* WORK ITEM:
Restate the data that follows exactly as it stands, beginning with the first line and ending with the line that contains "pub fn new(x: f64, y: f64, width: f64, height: f64)".

* STUDY MATERIAL:
//! Shape tree for the toolpath compiler.
//!
//! A [`Shape`] carries the attributes every host node has (name, local
//! position, size, optional absolute bounds) and a [`ShapeKind`] with the
//! kind-specific data. Containers own their children exclusively, so the
//! tree cannot contain cycles.

use serde::{Deserialize, Serialize};

/// Represents a 2D point with X and Y coordinates.
#[derive(Debug, Clone, Copy, PartialEq, Default, Serialize, Deserialize)]
pub struct Point {
    pub x: f64,
    pub y: f64,
}

impl Point {
    /// Creates a new point with the given X and Y coordinates.
    pub fn new(x: f64, y: f64) -> Self {
        Self { x, y }
    }

    /// Calculates the distance to another point.
    pub fn distance_to(&self, other: &Point) -> f64 {
        ((self.x - other.x).powi(2) + (self.y - other.y).powi(2)).sqrt()
    }

    /// Returns this point shifted by `dx`, `dy`.
    pub fn offset(&self, dx: f64, dy: f64) -> Point {
        Point::new(self.x + dx, self.y + dy)
    }

    /// True when either coordinate is non-zero.
    pub fn is_nonzero(&self) -> bool {
        self.x != 0.0 || self.y != 0.0
    }
}

/// Axis-aligned bounding box in the page frame.
#[derive(Debug, Clone, Copy, PartialEq, Serialize, Deserialize)]
pub struct Bounds {
    pub x: f64,
    pub y: f64,
    pub width: f64,
    pub height: f64,
}

impl Bounds {
    pub fn new(x: f64, y: f64, width: f64, height: f64) -> Self {
        Self {
            x,
            y,
            width,
            height,
        }
    }

    /// Top-left corner.
    pub fn origin(&self) -> Point {
        Point::new(self.x, self.y)
    }
}

/// Container flavours. All of them recurse into their children.
#[derive(Debug, Clone, Copy, PartialEq, Eq)]
pub enum ContainerKind {
    Frame,
    Group,
    Section,
}

impl ContainerKind {
    pub fn type_name(&self) -> &'static str {
        match self {
            ContainerKind::Frame => "FRAME",
            ContainerKind::Group => "GROUP",
            ContainerKind::Section => "SECTION",
        }
    }
}

/// Boolean operation of a combined shape. Only used for labelling,
/// the outline is approximated by the bounding box.
#[derive(Debug, Clone, Copy, PartialEq, Eq, Serialize, Deserialize)]
#[serde(rename_all = "SCREAMING_SNAKE_CASE")]
pub enum BooleanOperation {
    Union,
    Subtract,
    Intersect,
    Exclude,
}

impl BooleanOperation {
    pub fn type_name(&self) -> &'static str {
        match self {
            BooleanOperation::Union => "UNION",
            BooleanOperation::Subtract => "SUBTRACT",
            BooleanOperation::Intersect => "INTERSECT",
            BooleanOperation::Exclude => "EXCLUDE",
        }
    }
}

/// A directed edge of a vector network.
///
/// `start` and `end` index into [`VectorNetwork::vertices`]. Tangents are
/// offsets from the respective endpoint; a non-zero tangent on either end
/// marks the segment as a cubic curve.
#[derive(Debug, Clone, Copy, PartialEq, Default, Serialize, Deserialize)]
#[serde(rename_all = "camelCase")]
pub struct VectorSegment {
    pub start: usize,
    pub end: usize,
    pub tangent_start: Option<Point>,
    pub tangent_end: Option<Point>,
}

impl VectorSegment {
    /// Creates a straight segment.
    pub fn line(start: usize, end: usize) -> Self {
        Self {
            start,
            end,
            tangent_start: None,
            tangent_end: None,
        }
    }

    /// Creates a curved segment with the given tangent offsets.
    pub fn curve(start: usize, end: usize, tangent_start: Point, tangent_end: Point) -> Self {
        Self {
            start,
            end,
            tangent_start: Some(tangent_start),
            tangent_end: Some(tangent_end),
        }
    }

    pub fn is_curved(&self) -> bool {
        self.tangent_start.is_some_and(|t| t.is_nonzero())
            || self.tangent_end.is_some_and(|t| t.is_nonzero())
    }
}

/// Graph of vertices and segments describing a freeform outline.
/// Vertex coordinates are relative to the owning shape's anchor.
#[derive(Debug, Clone, PartialEq, Default, Serialize, Deserialize)]
#[serde(default)]
pub struct VectorNetwork {
    pub vertices: Vec<Point>,
    pub segments: Vec<VectorSegment>,
}

impl VectorNetwork {
    pub fn new(vertices: Vec<Point>, segments: Vec<VectorSegment>) -> Self {
        Self { vertices, segments }
    }

    /// A network without segments carries no drawable geometry.
    pub fn is_empty(&self) -> bool {
        self.segments.is_empty()
    }
}

/// Kind-specific shape data.
#[derive(Debug, Clone, PartialEq)]
pub enum ShapeKind {
    Rectangle,
    Ellipse,
    /// Regular polygon inscribed in the bounding box.
    Polygon { point_count: u32 },
    /// Star with `point_count` outer points. `inner_radius` is the
    /// inner/outer radius ratio, 0.5 when absent.
    Star {
        point_count: u32,
        inner_radius: Option<f64>,
    },
    /// Straight line; width/height encode the directed length.
    Line,
    /// Freeform path given as a vector network and/or path data strings.
    Vector {
        network: Option<VectorNetwork>,
        paths: Vec<String>,
    },
    BooleanOperation { operation: BooleanOperation },
    Instance,
    Slice,
    Text,
    Container {
        kind: ContainerKind,
        children: Vec<Shape>,
    },
    /// A host node type this compiler does not know.
    Unsupported { type_name: String },
}

/// A node of the shape tree.
#[derive(Debug, Clone, PartialEq)]
pub struct Shape {
    pub name: String,
    /// Local position relative to the parent container.
    pub x: f64,
    pub y: f64,
    pub width: f64,
    pub height: f64,
    /// Cached absolute bounding box; authoritative when present.
    pub absolute_bounds: Option<Bounds>,
    pub kind: ShapeKind,
}

impl Shape {
    pub fn new(
        name: impl Into<String>,
        x: f64,
        y: f64,
        width: f64,
        height: f64,
        kind: ShapeKind,
    ) -> Self {
        Self {
            name: name.into(),
            x,
            y,
            width,
            height,
            absolute_bounds: None,
            kind,
        }
    }

    pub fn rectangle(name: impl Into<String>, x: f64, y: f64, width: f64, height: f64) -> Self {
        Self::new(name, x, y, width, height, ShapeKind::Rectangle)
    }

    pub fn ellipse(name: impl Into<String>, x: f64, y: f64, width: f64, height: f64) -> Self {
        Self::new(name, x, y, width, height, ShapeKind::Ellipse)
    }

    pub fn polygon(
        name: impl Into<String>,
        x: f64,
        y: f64,
        width: f64,
        height: f64,
        point_count: u32,
    ) -> Self {
        Self::new(name, x, y, width, height, ShapeKind::Polygon { point_count })
    }

    pub fn star(
        name: impl Into<String>,
        x: f64,
        y: f64,
        width: f64,
        height: f64,
        point_count: u32,
        inner_radius: Option<f64>,
    ) -> Self {
        Self::new(
            name,
            x,
            y,
            width,
            height,
            ShapeKind::Star {
                point_count,
                inner_radius,
            },
        )
    }

    pub fn line(name: impl Into<String>, x: f64, y: f64, dx: f64, dy: f64) -> Self {
        Self::new(name, x, y, dx, dy, ShapeKind::Line)
    }

    pub fn vector_network(
        name: impl Into<String>,
        x: f64,
        y: f64,
        width: f64,
        height: f64,
        network: VectorNetwork,
    ) -> Self {
        Self::new(
            name,
            x,
            y,
            width,
            height,
            ShapeKind::Vector {
                network: Some(network),
                paths: Vec::new(),
            },
        )
    }

    pub fn vector_paths(
        name: impl Into<String>,
        x: f64,
        y: f64,
        width: f64,
        height: f64,
        paths: Vec<String>,
    ) -> Self {
        Self::new(
            name,
            x,
            y,
            width,
            height,
            ShapeKind::Vector {
                network: None,
                paths,
            },
        )
    }

    pub fn text(name: impl Into<String>, x: f64, y: f64, width: f64, height: f64) -> Self {
        Self::new(name, x, y, width, height, ShapeKind::Text)
    }

    pub fn container(
        kind: ContainerKind,
        name: impl Into<String>,
        x: f64,
        y: f64,
        width: f64,
        height: f64,
        children: Vec<Shape>,
    ) -> Self {
        Self::new(name, x, y, width, height, ShapeKind::Container { kind, children })
    }

    pub fn frame(
        name: impl Into<String>,
        x: f64,
        y: f64,
        width: f64,
        height: f64,
        children: Vec<Shape>,
    ) -> Self {
        Self::container(ContainerKind::Frame, name, x, y, width, height, children)
    }

    pub fn group(name: impl Into<String>, x: f64, y: f64, children: Vec<Shape>) -> Self {
        Self::container(ContainerKind::Group, name, x, y, 0.0, 0.0, children)
    }

    /// Sets the cached absolute bounding box.
    pub fn with_absolute_bounds(mut self, bounds: Bounds) -> Self {
        self.absolute_bounds = Some(bounds);
        self
    }

    /// Host type tag, e.g. `RECTANGLE` or `FRAME`.
    pub fn type_name(&self) -> &str {
        match &self.kind {
            ShapeKind::Rectangle => "RECTANGLE",
            ShapeKind::Ellipse => "ELLIPSE",
            ShapeKind::Polygon { .. } => "POLYGON",
            ShapeKind::Star { .. } => "STAR",
            ShapeKind::Line => "LINE",
            ShapeKind::Vector { .. } => "VECTOR",
            ShapeKind::BooleanOperation { .. } => "BOOLEAN_OPERATION",
            ShapeKind::Instance => "INSTANCE",
            ShapeKind::Slice => "SLICE",
            ShapeKind::Text => "TEXT",
            ShapeKind::Container { kind, .. } => kind.type_name(),
            ShapeKind::Unsupported { type_name } => type_name,
        }
    }

    /// Display name, `Unnamed` when empty.
    pub fn display_name(&self) -> &str {
        if self.name.is_empty() {
            "Unnamed"
        } else {
            &self.name
        }
    }

    pub fn local_position(&self) -> Point {
        Point::new(self.x, self.y)
    }

    /// Children of a container, empty for every other kind.
    pub fn children(&self) -> &[Shape] {
        match &self.kind {
            ShapeKind::Container { children, .. } => children,
            _ => &[],
        }
    }

    pub fn is_container(&self) -> bool {
        matches!(self.kind, ShapeKind::Container { .. })
    }

    /// Drawable kinds are emitted as leaves by the node flattener.
    pub fn is_drawable(&self) -> bool {
        matches!(
            self.kind,
            ShapeKind::Rectangle
                | ShapeKind::Ellipse
                | ShapeKind::Polygon { .. }
                | ShapeKind::Star { .. }
                | ShapeKind::Line
                | ShapeKind::Vector { .. }
                | ShapeKind::Text
                | ShapeKind::BooleanOperation { .. }
                | ShapeKind::Instance
                | ShapeKind::Slice
        )
    }
}

/// A container above a shape, as seen by the coordinate resolver.
#[derive(Debug, Clone, PartialEq, Default)]
pub struct Ancestor {
    pub name: String,
    /// Local position of the container. `None` contributes no offset.
    pub offset: Option<Point>,
}

impl Ancestor {
    pub fn new(name: impl Into<String>, offset: Option<Point>) -> Self {
        Self {
            name: name.into(),
            offset,
        }
    }

    /// Ancestor entry for a container shape of the tree.
    pub fn of(shape: &Shape) -> Self {
        Self::new(shape.name.clone(), Some(shape.local_position()))
    }
}
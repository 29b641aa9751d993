//! # Travel Optimization
//!
//! Orders compiled shapes so the head travels less between them, using a
//! greedy nearest-neighbour walk from the start position. A shape whose end
//! anchor is strictly nearer than its start anchor is traced backwards.
//!
//! Each shape is represented by a [`PathSegment`] whose start and end
//! anchors follow fixed per-kind rules (see [`segment_anchors`]) instead of
//! being derived from the full trace.

use crate::coordinates::global_anchor;
use crate::shapes::{Ancestor, Point, Shape, ShapeKind};
use crate::toolpath::{MotionCommand, Toolpath};

/// Comment prefixed to shapes traced in reverse.
pub const REVERSED_COMMENT: &str = "Reversed for travel optimization";

/// A compiled shape as seen by the optimizer.
#[derive(Debug, Clone, PartialEq)]
pub struct PathSegment {
    /// Position of the shape in the flattened selection.
    pub id: usize,
    pub label: String,
    pub toolpath: Toolpath,
    pub start: Point,
    pub end: Point,
    /// True once the optimizer has flipped the traversal direction.
    pub reversed: bool,
}

impl PathSegment {
    pub fn new(
        id: usize,
        label: impl Into<String>,
        toolpath: Toolpath,
        start: Point,
        end: Point,
    ) -> Self {
        Self {
            id,
            label: label.into(),
            toolpath,
            start,
            end,
            reversed: false,
        }
    }

    /// Builds a segment for `shape` with anchors from [`segment_anchors`].
    pub fn for_shape(
        id: usize,
        label: impl Into<String>,
        shape: &Shape,
        ancestors: &[Ancestor],
        toolpath: Toolpath,
    ) -> Self {
        let (start, end) = segment_anchors(shape, ancestors);
        Self::new(id, label, toolpath, start, end)
    }

    /// True for open traces that run from the start anchor to the end
    /// anchor. A vector network whose first chain does not begin at its
    /// first vertex keeps its direction.
    pub fn is_reversible(&self) -> bool {
        self.start != self.end
            && self.toolpath.first_point() == Some(self.start)
            && self.toolpath.last_point() == Some(self.end)
            && self.toolpath.reversed().is_some()
    }

    /// Flips the traversal direction. Returns false, leaving the segment
    /// untouched, when the toolpath cannot be reversed.
    pub fn reverse(&mut self) -> bool {
        let Some(reversed) = self.toolpath.reversed() else {
            return false;
        };

        let mut commands = Vec::with_capacity(reversed.len() + 1);
        commands.push(MotionCommand::Comment(REVERSED_COMMENT.to_string()));
        commands.extend_from_slice(reversed.commands());

        self.toolpath = Toolpath::from_commands(commands);
        std::mem::swap(&mut self.start, &mut self.end);
        self.reversed = !self.reversed;
        true
    }
}

/// Start and end anchors used for routing.
///
/// - Ellipses: the rightmost point for both.
/// - Lines: the true start and end.
/// - Polygons and stars: the top vertex for both.
/// - Vector networks: the first and last vertex.
/// - Everything else: the bounding-box top-left corner for both.
pub fn segment_anchors(shape: &Shape, ancestors: &[Ancestor]) -> (Point, Point) {
    let anchor = global_anchor(shape, ancestors);
    match &shape.kind {
        ShapeKind::Ellipse => {
            let rightmost = anchor.offset(shape.width, shape.height / 2.0);
            (rightmost, rightmost)
        }
        ShapeKind::Line => (anchor, anchor.offset(shape.width, shape.height)),
        ShapeKind::Polygon { .. } | ShapeKind::Star { .. } => {
            let radius = shape.width.min(shape.height) / 2.0;
            let top = anchor.offset(shape.width / 2.0, shape.height / 2.0 - radius);
            (top, top)
        }
        ShapeKind::Vector {
            network: Some(network),
            ..
        } if !network.is_empty() => match (network.vertices.first(), network.vertices.last()) {
            (Some(first), Some(last)) => (
                anchor.offset(first.x, first.y),
                anchor.offset(last.x, last.y),
            ),
            _ => (anchor, anchor),
        },
        _ => (anchor, anchor),
    }
}

/// Total rapid travel when visiting `segments` in order from `start`.
pub fn travel_distance(start: Point, segments: &[PathSegment]) -> f64 {
    let mut pen = start;
    let mut total = 0.0;
    for segment in segments {
        total += pen.distance_to(&segment.start);
        pen = segment.end;
    }
    total
}

/// Greedy nearest-neighbour router.
#[derive(Debug, Clone, Copy, Default)]
pub struct TravelOptimizer {
    start: Point,
}

impl TravelOptimizer {
    pub fn new(start: Point) -> Self {
        Self { start }
    }

    /// Reorders the segments; every input segment appears exactly once.
    ///
    /// At each step the nearest anchor wins. Exact ties go to the segment
    /// met first, and to its start anchor over its end anchor.
    pub fn optimize(&self, segments: Vec<PathSegment>) -> Vec<PathSegment> {
        let mut remaining: Vec<(PathSegment, bool)> = segments
            .into_iter()
            .map(|segment| {
                let reversible = segment.is_reversible();
                (segment, reversible)
            })
            .collect();
        let mut ordered = Vec::with_capacity(remaining.len());
        let mut pen = self.start;

        while !remaining.is_empty() {
            let mut best_index = 0;
            let mut best_distance = f64::INFINITY;
            let mut best_reverse = false;

            for (index, (segment, reversible)) in remaining.iter().enumerate() {
                let to_start = pen.distance_to(&segment.start);
                if to_start < best_distance {
                    best_index = index;
                    best_distance = to_start;
                    best_reverse = false;
                }
                if *reversible {
                    let to_end = pen.distance_to(&segment.end);
                    if to_end < best_distance {
                        best_index = index;
                        best_distance = to_end;
                        best_reverse = true;
                    }
                }
            }

            let (mut segment, _) = remaining.remove(best_index);
            if best_reverse && segment.reverse() {
                tracing::debug!("Reversing '{}' to shorten travel", segment.label);
            }
            pen = segment.end;
            ordered.push(segment);
        }

        ordered
    }
}
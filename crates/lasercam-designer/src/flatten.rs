//! Node flattening.
//!
//! Walks the selected trees depth-first and yields the independently
//! drawable units in declared order. Containers with children dissolve into
//! their children; childless containers stay as a single bounding-box unit.

use crate::scene::SelectedNode;
use crate::shapes::{Ancestor, Shape};

/// Separator between names in an ancestry label.
pub const LABEL_SEPARATOR: &str = " > ";

/// One drawable unit of the selection.
#[derive(Debug, Clone, PartialEq)]
pub struct FlatNode<'a> {
    pub shape: &'a Shape,
    /// Containers above the shape, nearest first, including the ones
    /// supplied with the selection.
    pub ancestors: Vec<Ancestor>,
    /// Display names from the selected node down to this shape.
    pub label: String,
}

#[derive(Debug, Clone, Copy, Default)]
pub struct NodeFlattener;

impl NodeFlattener {
    pub fn new() -> Self {
        Self
    }

    pub fn flatten<'a>(&self, selection: &'a [SelectedNode]) -> Vec<FlatNode<'a>> {
        let mut nodes = Vec::new();
        for selected in selection {
            self.visit(
                &selected.shape,
                selected.ancestors.clone(),
                selected.shape.display_name().to_string(),
                &mut nodes,
            );
        }
        tracing::debug!(
            "Flattened {} selected nodes into {} drawable units",
            selection.len(),
            nodes.len()
        );
        nodes
    }

    fn visit<'a>(
        &self,
        shape: &'a Shape,
        ancestors: Vec<Ancestor>,
        label: String,
        out: &mut Vec<FlatNode<'a>>,
    ) {
        let children = shape.children();
        if !shape.is_container() || children.is_empty() {
            out.push(FlatNode {
                shape,
                ancestors,
                label,
            });
            return;
        }

        for child in children {
            let mut chain = Vec::with_capacity(ancestors.len() + 1);
            chain.push(Ancestor::of(shape));
            chain.extend_from_slice(&ancestors);
            let child_label = format!("{}{}{}", label, LABEL_SEPARATOR, child.display_name());
            self.visit(child, chain, child_label, out);
        }
    }
}
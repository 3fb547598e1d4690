use std::time::Duration;

use thiserror::Error;
use uuid::Uuid;

use crate::ops::OperationKind;
use crate::transport::{describe_status, Permission, TransportError};
use crate::Address;

pub type Result<T> = std::result::Result<T, Error>;

#[derive(Error, Debug, Clone, PartialEq, Eq)]
pub enum Error {
    #[error("The Bluetooth adapter is turned off.")]
    AdapterOff,
    #[error("Missing permissions: {}.", join_permissions(missing))]
    PermissionsNotGranted { missing: Vec<Permission> },
    #[error("{:?} is not a valid device address.", address)]
    InvalidAddress { address: String },
    #[error("Scan failed with error code {}.", code)]
    ScanFailed { code: i32 },
    #[error("GATT {} operation failed{}.", verb, describe_optional_status(*status))]
    GattOperationFailed {
        verb: OperationKind,
        status: Option<u16>,
    },
    #[error("Device {} disconnected (status {}).", address, describe_status(*status))]
    Disconnected { address: Address, status: u16 },
    #[error("Device {} lost its connection: {}.", address, describe_status(*status))]
    GattDisconnected { address: Address, status: u16 },
    #[error("Service {} not found.", uuid)]
    ServiceNotFound { uuid: Uuid },
    #[error("Characteristic {} not found.", uuid)]
    CharacteristicNotFound { uuid: Uuid },
    #[error("Descriptor {} not found.", uuid)]
    DescriptorNotFound { uuid: Uuid },
    #[error("Could not connect to {}: {}.", address, reason)]
    ConnectionFailed { address: Address, reason: String },
    #[error("Device {} is not connected.", address)]
    NotConnected { address: Address },
    #[error("The operation queue is full (capacity {}).", capacity)]
    QueueFull { capacity: usize },
    #[error("The operation queue has shut down.")]
    QueueClosed,
    #[error("The {} operation completed without producing a result.", kind)]
    NoResult { kind: OperationKind },
    #[error("Timed out after {:?} connecting to {}.", timeout, address)]
    Timeout { address: Address, timeout: Duration },
    #[error("No tokio runtime is available to drive the operation queues.")]
    NoRuntime,
    #[error("The Bluetooth driver refused the request: {}.", source)]
    Transport {
        #[source]
        source: TransportError,
    },
    #[error("Malformed value for {}: {}.", uuid, reason)]
    MalformedValue { uuid: Uuid, reason: String },
}

impl From<TransportError> for Error {
    fn from(err: TransportError) -> Self {
        match err {
            TransportError::PermissionDenied { missing } => Error::PermissionsNotGranted { missing },
            TransportError::AdapterUnavailable => Error::AdapterOff,
            source => Error::Transport { source },
        }
    }
}

impl Error {
    pub(crate) fn gatt(verb: OperationKind) -> Self {
        Error::GattOperationFailed { verb, status: None }
    }

    pub(crate) fn gatt_status(verb: OperationKind, status: u16) -> Self {
        Error::GattOperationFailed {
            verb,
            status: Some(status),
        }
    }

    /// Whether this error reports the end of the link, either a clean
    /// disconnection or one caused by a GATT error.
    pub fn is_disconnection(&self) -> bool {
        matches!(
            self,
            Error::Disconnected { .. } | Error::GattDisconnected { .. }
        )
    }
}

fn join_permissions(missing: &[Permission]) -> String {
    if missing.is_empty() {
        return "unspecified".to_owned();
    }

    missing
        .iter()
        .map(|p| p.to_string())
        .collect::<Vec<_>>()
        .join(", ")
}

fn describe_optional_status(status: Option<u16>) -> String {
    match status {
        Some(status) => format!(" with {}", describe_status(status)),
        None => String::new(),
    }
}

* OUTPUT OF THE EXERCISE:
//! Shape tree for the toolpath compiler.
//!
//! A [`Shape`] carries the attributes every host node has (name, local
//! position, size, optional absolute bounds) and a [`ShapeKind`] with the
//! kind-specific data. Containers own their children exclusively, so the
//! tree cannot contain cycles.

use serde::{Deserialize, Serialize};

/// Represents a 2D point with X and Y coordinates.
#[derive(Debug, Clone, Copy, PartialEq, Default, Serialize, Deserialize)]
pub struct Point {
    pub x: f64,
    pub y: f64,
}

impl Point {
    /// Creates a new point with the given X and Y coordinates.
    pub fn new(x: f64, y: f64) -> Self {
        Self { x, y }
    }

    /// Calculates the distance to another point.
    pub fn distance_to(&self, other: &Point) -> f64 {
        ((self.x - other.x).powi(2) + (self.y - other.y).powi(2)).sqrt()
    }

    /// Returns this point shifted by `dx`, `dy`.
    pub fn offset(&self, dx: f64, dy: f64) -> Point {
        Point::new(self.x + dx, self.y + dy)
    }

    /// True when either coordinate is non-zero.
    pub fn is_nonzero(&self) -> bool {
        self.x != 0.0 || self.y != 0.0
    }
}

/// Axis-aligned bounding box in the page frame.
#[derive(Debug, Clone, Copy, PartialEq, Serialize, Deserialize)]
pub struct Bounds {
    pub x: f64,
    pub y: f64,
    pub width: f64,
    pub height: f64,
}

impl Bounds {
    pub fn new(x: f64, y: f64, width: f64, height: f64) -> Self {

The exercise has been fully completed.